From the records below, find each line with the string "struct" and copy it.

"""

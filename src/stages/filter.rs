use super::{require, trim_left};
use crate::buffer::PipeReader;
use crate::error::Result;
use crate::stage::Stage;
use regex::bytes::Regex;
use std::io::Write;

/// Cut the first match of the pattern out of every line.
/// Lines without a match go through unchanged.
#[derive(Debug, Default)]
pub struct Ignore {
    pattern: Option<Regex>,
}

/// Keep only lines matching the pattern, with the match cut out
#[derive(Debug, Default)]
pub struct Only {
    pattern: Option<Regex>,
}

/// Drop lines that are empty or all whitespace
#[derive(Debug, Default)]
pub struct NoEmpty;

/// Carry the last match of the pattern onto lines that lack one.
///
/// Handy when a marker such as a hostname only shows up on some lines of a
/// log and should be present on all of them.
#[derive(Debug, Default)]
pub struct DragEnd {
    pattern: Option<Regex>,
}

impl Stage for Ignore {
    fn name(&self) -> &str {
        "ignore"
    }

    fn init(&mut self, pattern: Regex) {
        self.pattern = Some(pattern);
    }

    fn requires_pattern(&self) -> bool {
        true
    }

    fn process(&mut self, input: &mut PipeReader, output: &mut dyn Write) -> Result<()> {
        let re = require(&self.pattern, self.name())?;
        let mut lines = input.scan_lines();
        while let Some(line) = lines.next_line()? {
            match re.find(line) {
                Some(m) => {
                    output.write_all(&line[..m.start()])?;
                    output.write_all(&line[m.end()..])?;
                }
                None => output.write_all(line)?,
            }
            output.write_all(b"\n")?;
        }
        Ok(())
    }
}

impl Stage for Only {
    fn name(&self) -> &str {
        "only"
    }

    fn init(&mut self, pattern: Regex) {
        self.pattern = Some(pattern);
    }

    fn requires_pattern(&self) -> bool {
        true
    }

    fn process(&mut self, input: &mut PipeReader, output: &mut dyn Write) -> Result<()> {
        let re = require(&self.pattern, self.name())?;
        let mut lines = input.scan_lines();
        while let Some(line) = lines.next_line()? {
            let Some(m) = re.find(line) else {
                continue;
            };
            output.write_all(&line[..m.start()])?;
            output.write_all(&line[m.end()..])?;
            output.write_all(b"\n")?;
        }
        Ok(())
    }
}

impl Stage for NoEmpty {
    fn name(&self) -> &str {
        "noempty"
    }

    fn process(&mut self, input: &mut PipeReader, output: &mut dyn Write) -> Result<()> {
        let mut lines = input.scan_lines();
        while let Some(line) = lines.next_line()? {
            if trim_left(line).is_empty() {
                continue;
            }
            output.write_all(line)?;
            output.write_all(b"\n")?;
        }
        Ok(())
    }
}

impl Stage for DragEnd {
    fn name(&self) -> &str {
        "dragend"
    }

    fn init(&mut self, pattern: Regex) {
        self.pattern = Some(pattern);
    }

    fn requires_pattern(&self) -> bool {
        true
    }

    fn process(&mut self, input: &mut PipeReader, output: &mut dyn Write) -> Result<()> {
        let re = require(&self.pattern, self.name())?;
        let mut last = Vec::new();
        let mut lines = input.scan_lines();
        while let Some(line) = lines.next_line()? {
            output.write_all(line)?;
            match re.find(line) {
                Some(m) => {
                    last.clear();
                    last.extend_from_slice(m.as_bytes());
                }
                None => output.write_all(&last)?,
            }
            output.write_all(b"\n")?;
        }
        Ok(())
    }
}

"""

▶ RESULT OF THIS TASK:
pub struct Ignore {
pub struct Only {
pub struct NoEmpty;
pub struct DragEnd {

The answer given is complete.